Intervals determined by a mass fraction of impurities of oxides:
in the lanthanum and its oxides: | |
neodymium | from 5·10% to 2·10% |
erbium | from 5·10% to 2·10% |
in yttria and its oxide: | |
neodymium | from 1·10to 2%·10% |
in gadolinium and its oxide: | |
Samaria | from 5·10% to 5·10% |
europium | from 1·10% to 5·10%. |
(Changed edition, Rev. N 1, 2).
1. GENERAL REQUIREMENTS
1.1. General requirements for method of analysis according to GOST 23862.0−79.
2. APPARATUS, MATERIALS AND REAGENTS
The fluorescence spectrophotometer of the type М850 or similar.
Set for detection of luminescence spectra (figure).
1 illuminator OSL-1 with a mercury lamp DRSH-250; 2 — filter UFS-6; 3 — initiation; 4 — cuvette with crystallophosphorus; 5 — condenser; 6 — spectrograph ISP-51; 7 — a regulator of speed of rotation of the prism; 8 — high voltage regulated power supply VSV-2; 9 — attachment of photovoltaic solar cells-1 with photomultiplier FEU-22; 10 — recording potentiometer EPP-17M-2
A muffle furnace with a thermostat that provides temperature to 1200 °C.
Tile electric.
Muffle furnace with thermostatic control, providing the temperature to 120 °C.
Mortars and pestles, agate or from glass.
Crucibles porcelain N 3.
The quartz Cup with a capacity of 30−50 cm.
Nitric acid of high purity according to GOST 11125−84 diluted 1:1.
Ammonium undeviatingly according to GOST 9336−75, H. h
Sodium nitrate according to GOST 4168−79, a solution with a concentration of 50 g/DM.
Hydrochloric acid of high purity according to GOST 14261−77 diluted 1:1.
Sodium chloride according to GOST 4233−77, H. h, solution with concentration 10 g/DM.
Deionized water (twice).
The technical rectified ethyl alcohol GOST 18300−87.
Neodymium oxide brand BUT-SS.
Erbium oxide brand of Ero-1.
Samarium oxide brand Smo-1.
Europium oxide brand Evo-1.
Solutions I spare neodymium, samarium, europium and erbium containing 1 mg/cmof one of REE (calculated as oxide): 100 mg of the REE oxides were placed in a glass with a capacity of 50 cm, moistened with water, poured 0,5−1 cmof hydrochloric acid, heated on a hot plate until dissolved, cooled to room temperature, transferred to a volumetric flask with a capacity of 100 cm, adjusted to the mark with water and mix.

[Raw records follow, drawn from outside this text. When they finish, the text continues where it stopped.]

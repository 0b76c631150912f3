// models/src/lib.rs

pub mod errors;
pub mod facility;
pub mod forms;
pub mod registry;
pub mod reservation;

pub use errors::{SiteError, SiteResult};
pub use facility::Facility;
pub use forms::{FacilityForm, ReservationForm, Track};
pub use registry::{Application, ApplicationRow, ApplicationStatus, Student};
pub use reservation::{Reservation, StoredReservation};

I working solutions containing 1 µg/cmREE (calculated as oxide), is prepared by dilution of the replacement solutions I water 1000 times.
Solution II spare neodymium containing 1 mg/cmneodymium (calculated as oxide): 100 mg of neodymium oxide were placed in a glass with a capacity of 50 cm, moistened with water, poured 0,5−1 cmof nitric acid, heated on a hot plate until dissolved, cooled to room temperature, transferred to a volumetric flask with a capacity of 100 cm, adjusted to the mark with water and mix.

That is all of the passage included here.